Cancer clinical trials – improving patient outcomes and generating cost savings

Angela Clayton-Lea, CEO of Cancer Trials Ireland, in UCD campus , Dublin. (Photo: Gareth Chaney)

A new report from Cancer Trials Ireland has estimated national cost savings of €14.8m over four years from a sample of 18 cancer trials involving 249 patients, with 13 Cork patients involved in two trials estimated to have contributed €800,000 of that figure. 

According to the organisation, the report, ‘The Value of Cancer Clinical Trials’, demonstrates the value that investment in cancer clinical trials brings to patients, the health service, and the wider Irish economy by not only improving patient outcomes, but by also saving the HSE money in treatment costs, and attracting additional inward investment. 

Following on the analysis, Cancer Trials Ireland is calling for a significant increase in Government investment in cancer clinical trials and increased funding for Cancer Trials Ireland itself.

Patients Do Better, State Does Better

“The evidence is clear and undisputed – patients on clinical trials do better,” said Angela Clayton-Lea, CEO of Cancer Trials Ireland. “Cancer trials save lives. They bring access to new treatments that are otherwise unavailable to patients in Ireland, and they bring increased oversight for patients through more scans, tests and follow-up with their medical consultant, research nurse and medical team. These are the factors that improve patient outcomes.
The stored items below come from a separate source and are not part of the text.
use sqlx::types::Json;
use sqlx::PgPool;
use uuid::Uuid;

use super::incidents::{IncidentService, INCIDENT_NOT_FOUND};
use super::missions::MissionService;
use super::storage::{ObjectStore, StorageError};
use super::{ServiceError, ServiceResult};
use crate::auth::{ensure_owner_or_commander, Principal};
use crate::database::models::{Report, ReportFile, ReportInput};
use crate::database::Database;

pub const REPORT_NOT_FOUND: &str = "Report not found";
pub const FILE_NOT_FOUND: &str = "File not found";

/// A file received from a multipart upload.
#[derive(Debug, Clone)]
pub struct Upload {
    pub file_name: String,
    pub content_type: String,
    pub bytes: Vec<u8>,
}

pub struct ReportService {
    pool: PgPool,
    missions: MissionService,
    incidents: IncidentService,
}

impl ReportService {
    pub fn new(db: &Database) -> Self {
        Self {
            pool: db.pool().clone(),
            missions: MissionService::new(db),
            incidents: IncidentService::new(db),
        }
    }

    /// Create under an incident of `mission_id`: mission existence, then ownership,
    /// then the incident must exist and belong to that mission.
    pub async fn create(
        &self,
        principal: &Principal,
        mission_id: Uuid,
        incident_id: Uuid,
        input: ReportInput,
    ) -> ServiceResult<Report> {
        let mission = self.missions.find(mission_id).await?;
        ensure_owner_or_commander(
            mission.owner_id,
            principal,
            "create a report for mission",
            mission.id,
        )
        .map_err(ServiceError::Forbidden)?;

        let incident = self.incidents.find(incident_id).await?;
        if incident.mission_id != mission.id {
            return Err(ServiceError::NotFound(INCIDENT_NOT_FOUND.to_string()));
        }
        let fields = input.validate_new()?;

        let report = sqlx::query_as::<_, Report>(
            r#"
            INSERT INTO reports (title, content, status, incident_id)
            VALUES ($1, $2, $3, $4)
            RETURNING *
            "#,
        )
        .bind(&fields.title)
        .bind(&fields.content)
        .bind(&fields.status)
        .bind(incident.id)
        .fetch_one(&self.pool)
        .await?;

        Ok(report)
    }

    pub async fn find(&self, id: Uuid) -> ServiceResult<Report> {
        sqlx::query_as::<_, Report>("SELECT * FROM reports WHERE id = $1")
            .bind(id)
            .fetch_optional(&self.pool)
            .await?
            .ok_or_else(|| ServiceError::NotFound(REPORT_NOT_FOUND.to_string()))
    }

    pub async fn update(&self, id: Uuid, input: ReportInput) -> ServiceResult<Report> {
        let current = self.find(id).await?;
        let fields = input.validate_update(&current)?;

        sqlx::query_as::<_, Report>(
            r#"
            UPDATE reports
            SET title = $2, content = $3, status = $4
            WHERE id = $1
            RETURNING *
            "#,
        )
        .bind(id)
        .bind(&fields.title)
        .bind(&fields.content)
        .bind(&fields.status)
        .fetch_optional(&self.pool)
        .await?
        .ok_or_else(|| ServiceError::NotFound(REPORT_NOT_FOUND.to_string()))
    }

    pub async fn delete(&self, id: Uuid) -> ServiceResult<()> {
        let deleted = sqlx::query("DELETE FROM reports WHERE id = $1")
            .bind(id)
            .execute(&self.pool)
            .await?
            .rows_affected();

        if deleted == 0 {
            return Err(ServiceError::NotFound(REPORT_NOT_FOUND.to_string()));
        }
        Ok(())
    }

    /// Store the upload, then append its record to the report's files.
    pub async fn upload_file(
        &self,
        store: &dyn ObjectStore,
        report_id: Uuid,
        upload: Upload,
    ) -> ServiceResult<ReportFile> {
        let report = self.find(report_id).await?;
        let key = object_key(report.id, &upload.file_name);

        let url = store.put(&key, &upload.content_type, upload.bytes).await?;
        let file = ReportFile::new(url, upload.content_type);

        sqlx::query("UPDATE reports SET files = files || $2 WHERE id = $1")
            .bind(report.id)
            .bind(Json(vec![file.clone()]))
            .execute(&self.pool)
            .await?;

        tracing::info!("Uploaded {} to report {}", file.file_url, report.id);
        Ok(file)
    }

    pub async fn files(&self, report_id: Uuid) -> ServiceResult<Vec<ReportFile>> {
        Ok(self.find(report_id).await?.files.0)
    }

    pub async fn file(&self, report_id: Uuid, file_id: Uuid) -> ServiceResult<ReportFile> {
        let report = self.find(report_id).await?;
        report
            .file(file_id)
            .cloned()
            .ok_or_else(|| ServiceError::NotFound(FILE_NOT_FOUND.to_string()))
    }

    /// Remove the stored object, then the embedded record.
    pub async fn delete_file(&self, store: &dyn ObjectStore, report_id: Uuid, file_id: Uuid) -> ServiceResult<()> {
        let report = self.find(report_id).await?;
        let file = report
            .file(file_id)
            .cloned()
            .ok_or_else(|| ServiceError::NotFound(FILE_NOT_FOUND.to_string()))?;

        match store.delete(&file.file_url).await {
            Ok(()) => {}
            Err(StorageError::Unmanaged(url)) => {
                tracing::warn!("Not deleting object outside the configured store: {}", url);
            }
            Err(e) => return Err(e.into()),
        }

        // filtered in place so uploads landing concurrently are kept
        sqlx::query(
            r#"
            UPDATE reports
            SET files = COALESCE(
                (SELECT jsonb_agg(f ORDER BY n)
                 FROM jsonb_array_elements(files) WITH ORDINALITY AS e(f, n)
                 WHERE f->>'id' <> $2),
                '[]'::jsonb)
            WHERE id = $1
            "#,
        )
        .bind(report.id)
        .bind(file_id.to_string())
        .execute(&self.pool)
        .await?;

        Ok(())
    }
}

/// `reports/<report id>/<random>-<sanitized name>`
pub fn object_key(report_id: Uuid, file_name: &str) -> String {
    let base = file_name.rsplit(['/', '\\']).next().unwrap_or_default();
    let safe: String = base
        .chars()
        .map(|c| if c.is_ascii_alphanumeric() || matches!(c, '.' | '-' | '_') { c } else { '_' })
        .collect();
    let safe = safe.trim_start_matches('.');
    let safe = if safe.is_empty() { "file" } else { safe };
    format!("reports/{}/{}-{}", report_id, Uuid::new_v4().simple(), safe)
}

#[cfg(test)]
mod tests {
    use super::*;

    #[test]
    fn object_keys_are_scoped_and_sanitized() {
        let report_id = Uuid::new_v4();
        let key = object_key(report_id, "../../etc/pass wd.png");
        let prefix = format!("reports/{}/", report_id);
        assert!(key.starts_with(&prefix));
        assert!(key.ends_with("-pass_wd.png"));
        assert!(!key.contains(".."));

        assert!(object_key(report_id, "").ends_with("-file"));
        assert!(object_key(report_id, "...").ends_with("-file"));
    }
}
“Beyond patient outcomes, as this report demonstrates, cancer trials generate tangible financial savings for the State. Despite this, Ireland continues to lag comparable countries such as Switzerland, Denmark, and even less wealthy countries like Finland, both in the scale of our investment and overall clinical trial activity.”

Promoting Inward Investment

In addition to savings, trials attract inward non-Governmental investments in patients through the provision of high-value new investigational medicinal products supplied by sponsors, often pharmaceutical companies, at no cost to the State. A sample of six trials by Cancer Trials Ireland over four years estimates that trial sponsors have invested €36.7m in such products.

“Investing in cancer trials means better outcomes for patients, lower costs for the HSE, and stronger foundations for Ireland’s research and innovation economy,” Ms Clayton-Lea added.

Cancer Trials Ireland is partly funded by the Health Research Board and the Irish Cancer Society.